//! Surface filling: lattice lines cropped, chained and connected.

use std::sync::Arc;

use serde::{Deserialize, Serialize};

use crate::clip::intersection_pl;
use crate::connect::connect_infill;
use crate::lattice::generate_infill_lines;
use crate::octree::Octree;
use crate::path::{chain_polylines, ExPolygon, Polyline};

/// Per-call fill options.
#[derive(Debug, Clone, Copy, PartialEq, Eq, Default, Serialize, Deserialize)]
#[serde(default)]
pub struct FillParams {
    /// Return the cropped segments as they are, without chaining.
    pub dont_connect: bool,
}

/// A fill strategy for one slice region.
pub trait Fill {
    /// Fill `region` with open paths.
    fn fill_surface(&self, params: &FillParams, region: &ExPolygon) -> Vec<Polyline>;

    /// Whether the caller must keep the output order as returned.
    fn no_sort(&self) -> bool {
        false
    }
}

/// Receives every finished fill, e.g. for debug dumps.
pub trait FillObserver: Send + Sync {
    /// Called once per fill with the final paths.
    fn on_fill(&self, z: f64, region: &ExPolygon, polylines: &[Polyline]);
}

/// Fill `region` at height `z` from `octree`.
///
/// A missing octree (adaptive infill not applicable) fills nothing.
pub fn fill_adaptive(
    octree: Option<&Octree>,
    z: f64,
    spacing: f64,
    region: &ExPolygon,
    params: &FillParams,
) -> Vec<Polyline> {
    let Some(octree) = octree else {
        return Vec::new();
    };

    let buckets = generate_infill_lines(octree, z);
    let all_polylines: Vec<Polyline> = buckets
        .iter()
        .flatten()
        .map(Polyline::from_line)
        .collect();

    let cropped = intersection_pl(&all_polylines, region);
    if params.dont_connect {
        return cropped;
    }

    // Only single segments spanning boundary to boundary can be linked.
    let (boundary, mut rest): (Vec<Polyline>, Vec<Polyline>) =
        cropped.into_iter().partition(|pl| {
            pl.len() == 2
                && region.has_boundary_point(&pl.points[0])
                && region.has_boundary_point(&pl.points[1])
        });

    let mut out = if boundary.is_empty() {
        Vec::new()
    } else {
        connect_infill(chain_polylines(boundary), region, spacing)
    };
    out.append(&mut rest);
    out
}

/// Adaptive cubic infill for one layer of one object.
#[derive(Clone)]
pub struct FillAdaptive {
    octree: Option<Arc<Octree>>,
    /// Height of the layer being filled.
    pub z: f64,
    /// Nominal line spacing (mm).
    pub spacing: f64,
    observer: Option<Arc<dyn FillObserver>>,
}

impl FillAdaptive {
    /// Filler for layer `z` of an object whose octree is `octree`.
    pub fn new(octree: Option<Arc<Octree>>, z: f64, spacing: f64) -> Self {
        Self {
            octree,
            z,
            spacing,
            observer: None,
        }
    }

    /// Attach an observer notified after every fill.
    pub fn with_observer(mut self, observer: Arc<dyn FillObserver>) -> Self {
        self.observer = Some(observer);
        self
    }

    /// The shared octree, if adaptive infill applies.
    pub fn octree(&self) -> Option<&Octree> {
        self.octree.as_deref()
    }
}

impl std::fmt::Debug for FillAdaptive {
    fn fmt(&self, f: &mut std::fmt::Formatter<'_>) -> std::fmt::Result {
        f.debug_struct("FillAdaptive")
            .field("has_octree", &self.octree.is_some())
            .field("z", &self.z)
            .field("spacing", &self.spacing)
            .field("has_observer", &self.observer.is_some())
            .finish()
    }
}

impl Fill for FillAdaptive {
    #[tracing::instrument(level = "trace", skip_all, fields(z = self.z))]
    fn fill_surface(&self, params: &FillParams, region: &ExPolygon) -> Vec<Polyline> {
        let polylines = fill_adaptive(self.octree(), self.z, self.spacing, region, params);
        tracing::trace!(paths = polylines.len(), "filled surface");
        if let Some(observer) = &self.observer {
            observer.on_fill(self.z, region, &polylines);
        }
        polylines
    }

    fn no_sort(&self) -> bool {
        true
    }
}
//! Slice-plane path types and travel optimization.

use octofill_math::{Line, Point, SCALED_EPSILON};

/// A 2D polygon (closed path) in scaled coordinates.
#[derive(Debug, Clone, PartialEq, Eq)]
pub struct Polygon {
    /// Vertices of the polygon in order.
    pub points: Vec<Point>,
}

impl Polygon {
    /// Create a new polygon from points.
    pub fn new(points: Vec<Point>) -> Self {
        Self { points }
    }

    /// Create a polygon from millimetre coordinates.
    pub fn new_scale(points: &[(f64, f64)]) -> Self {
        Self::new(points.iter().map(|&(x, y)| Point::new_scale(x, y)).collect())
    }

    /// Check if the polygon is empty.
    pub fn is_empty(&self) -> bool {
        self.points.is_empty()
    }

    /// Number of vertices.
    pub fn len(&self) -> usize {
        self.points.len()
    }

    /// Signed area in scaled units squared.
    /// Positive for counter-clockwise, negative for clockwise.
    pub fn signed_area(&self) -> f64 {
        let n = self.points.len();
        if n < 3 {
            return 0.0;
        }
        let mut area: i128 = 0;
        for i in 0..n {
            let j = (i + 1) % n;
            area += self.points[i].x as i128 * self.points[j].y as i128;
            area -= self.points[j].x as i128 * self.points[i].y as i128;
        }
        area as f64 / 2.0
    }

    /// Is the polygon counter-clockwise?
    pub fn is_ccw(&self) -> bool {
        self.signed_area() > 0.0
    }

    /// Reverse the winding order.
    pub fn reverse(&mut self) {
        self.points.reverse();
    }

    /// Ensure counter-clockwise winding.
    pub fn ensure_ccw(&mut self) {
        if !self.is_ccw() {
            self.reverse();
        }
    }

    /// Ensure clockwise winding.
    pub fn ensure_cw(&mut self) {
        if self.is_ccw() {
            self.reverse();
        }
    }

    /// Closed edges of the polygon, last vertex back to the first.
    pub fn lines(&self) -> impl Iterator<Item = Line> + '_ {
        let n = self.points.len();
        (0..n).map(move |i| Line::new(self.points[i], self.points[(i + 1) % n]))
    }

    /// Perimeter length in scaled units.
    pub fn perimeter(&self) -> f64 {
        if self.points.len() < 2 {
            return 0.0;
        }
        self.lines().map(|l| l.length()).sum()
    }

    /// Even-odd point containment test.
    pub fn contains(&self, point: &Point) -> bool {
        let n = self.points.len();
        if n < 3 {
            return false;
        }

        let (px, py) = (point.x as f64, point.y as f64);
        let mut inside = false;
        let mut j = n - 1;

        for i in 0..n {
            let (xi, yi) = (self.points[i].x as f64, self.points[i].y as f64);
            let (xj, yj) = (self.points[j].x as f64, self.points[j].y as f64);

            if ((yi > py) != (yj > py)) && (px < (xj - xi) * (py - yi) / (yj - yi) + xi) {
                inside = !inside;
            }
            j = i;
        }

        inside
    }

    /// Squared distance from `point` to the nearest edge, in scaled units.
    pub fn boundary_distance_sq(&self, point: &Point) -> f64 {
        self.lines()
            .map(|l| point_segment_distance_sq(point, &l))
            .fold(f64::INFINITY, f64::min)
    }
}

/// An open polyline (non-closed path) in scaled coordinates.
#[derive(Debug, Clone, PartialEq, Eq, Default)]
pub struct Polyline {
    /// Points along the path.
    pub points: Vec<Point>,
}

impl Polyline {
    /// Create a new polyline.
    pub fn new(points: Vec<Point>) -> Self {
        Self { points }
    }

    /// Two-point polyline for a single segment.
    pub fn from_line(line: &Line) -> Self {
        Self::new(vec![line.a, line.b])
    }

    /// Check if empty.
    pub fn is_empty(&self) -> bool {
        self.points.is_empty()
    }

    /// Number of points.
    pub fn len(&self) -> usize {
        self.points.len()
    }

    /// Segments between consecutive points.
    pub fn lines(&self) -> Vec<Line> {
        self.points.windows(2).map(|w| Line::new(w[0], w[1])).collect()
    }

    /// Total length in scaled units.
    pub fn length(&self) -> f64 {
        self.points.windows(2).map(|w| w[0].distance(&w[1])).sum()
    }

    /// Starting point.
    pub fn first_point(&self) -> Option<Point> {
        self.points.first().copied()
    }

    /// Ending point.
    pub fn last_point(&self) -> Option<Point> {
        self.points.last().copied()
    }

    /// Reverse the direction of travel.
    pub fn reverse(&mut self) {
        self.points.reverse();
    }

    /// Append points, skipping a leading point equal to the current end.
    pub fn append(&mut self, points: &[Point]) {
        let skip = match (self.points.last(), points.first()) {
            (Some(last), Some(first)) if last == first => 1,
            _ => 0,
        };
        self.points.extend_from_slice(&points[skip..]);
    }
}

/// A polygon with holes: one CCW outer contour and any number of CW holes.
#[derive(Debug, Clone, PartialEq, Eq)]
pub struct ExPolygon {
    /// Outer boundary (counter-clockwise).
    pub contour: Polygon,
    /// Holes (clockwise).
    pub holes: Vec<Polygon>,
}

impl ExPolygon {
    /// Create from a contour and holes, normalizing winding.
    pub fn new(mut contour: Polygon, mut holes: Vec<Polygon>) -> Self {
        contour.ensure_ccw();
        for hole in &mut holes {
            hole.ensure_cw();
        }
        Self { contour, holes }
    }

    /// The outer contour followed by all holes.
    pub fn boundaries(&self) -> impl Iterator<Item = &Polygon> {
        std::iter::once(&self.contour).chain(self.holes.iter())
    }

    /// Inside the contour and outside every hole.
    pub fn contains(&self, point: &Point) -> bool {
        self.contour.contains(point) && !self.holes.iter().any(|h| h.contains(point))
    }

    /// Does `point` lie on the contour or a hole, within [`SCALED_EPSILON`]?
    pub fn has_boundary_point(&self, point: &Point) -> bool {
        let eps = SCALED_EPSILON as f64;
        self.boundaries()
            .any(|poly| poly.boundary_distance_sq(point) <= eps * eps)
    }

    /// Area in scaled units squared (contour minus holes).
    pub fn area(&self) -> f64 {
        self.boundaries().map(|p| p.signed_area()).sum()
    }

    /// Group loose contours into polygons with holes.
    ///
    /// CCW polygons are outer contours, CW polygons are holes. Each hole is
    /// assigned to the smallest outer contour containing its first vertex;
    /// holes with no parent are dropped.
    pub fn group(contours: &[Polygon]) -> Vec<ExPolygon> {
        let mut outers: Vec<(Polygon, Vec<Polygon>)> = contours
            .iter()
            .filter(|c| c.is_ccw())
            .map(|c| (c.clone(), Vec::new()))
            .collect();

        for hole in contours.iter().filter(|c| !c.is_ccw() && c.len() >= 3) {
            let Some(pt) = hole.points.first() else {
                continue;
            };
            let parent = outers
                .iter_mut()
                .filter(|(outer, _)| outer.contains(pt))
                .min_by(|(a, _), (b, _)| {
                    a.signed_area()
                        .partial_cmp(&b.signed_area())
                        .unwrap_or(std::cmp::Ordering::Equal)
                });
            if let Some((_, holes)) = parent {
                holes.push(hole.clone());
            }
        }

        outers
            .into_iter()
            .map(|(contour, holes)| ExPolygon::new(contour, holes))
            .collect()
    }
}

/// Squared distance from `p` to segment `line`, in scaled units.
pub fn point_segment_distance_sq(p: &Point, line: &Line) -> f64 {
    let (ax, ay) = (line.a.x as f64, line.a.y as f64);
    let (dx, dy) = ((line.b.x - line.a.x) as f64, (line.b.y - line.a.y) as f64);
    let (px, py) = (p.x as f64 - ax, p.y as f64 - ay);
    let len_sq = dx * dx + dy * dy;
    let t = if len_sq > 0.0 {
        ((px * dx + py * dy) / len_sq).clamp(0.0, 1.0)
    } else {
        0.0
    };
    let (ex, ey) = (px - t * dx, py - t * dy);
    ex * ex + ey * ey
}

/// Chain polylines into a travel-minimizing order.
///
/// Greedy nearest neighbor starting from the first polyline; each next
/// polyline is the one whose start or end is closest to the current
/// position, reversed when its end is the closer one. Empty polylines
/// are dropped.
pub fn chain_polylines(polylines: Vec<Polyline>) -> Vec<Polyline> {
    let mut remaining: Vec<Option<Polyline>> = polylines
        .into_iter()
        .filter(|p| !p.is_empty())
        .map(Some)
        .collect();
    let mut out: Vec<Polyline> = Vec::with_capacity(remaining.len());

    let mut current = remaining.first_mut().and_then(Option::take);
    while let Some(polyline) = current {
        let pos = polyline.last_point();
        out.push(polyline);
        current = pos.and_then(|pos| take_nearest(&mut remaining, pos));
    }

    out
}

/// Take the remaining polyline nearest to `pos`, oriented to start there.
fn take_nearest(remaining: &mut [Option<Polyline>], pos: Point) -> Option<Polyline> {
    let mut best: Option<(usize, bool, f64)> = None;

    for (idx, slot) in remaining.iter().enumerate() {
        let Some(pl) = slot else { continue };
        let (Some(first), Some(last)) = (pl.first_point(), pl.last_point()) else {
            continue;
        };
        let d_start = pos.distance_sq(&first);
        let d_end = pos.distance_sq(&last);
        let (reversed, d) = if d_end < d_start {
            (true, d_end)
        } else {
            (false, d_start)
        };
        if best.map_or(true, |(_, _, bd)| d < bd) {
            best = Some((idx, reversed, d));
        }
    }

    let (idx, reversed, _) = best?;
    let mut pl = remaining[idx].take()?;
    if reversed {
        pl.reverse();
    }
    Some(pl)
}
+-------+
Within the records above, count the lines that contain "object" and give the number with nothing added.

**TASK RESPONSE:** 2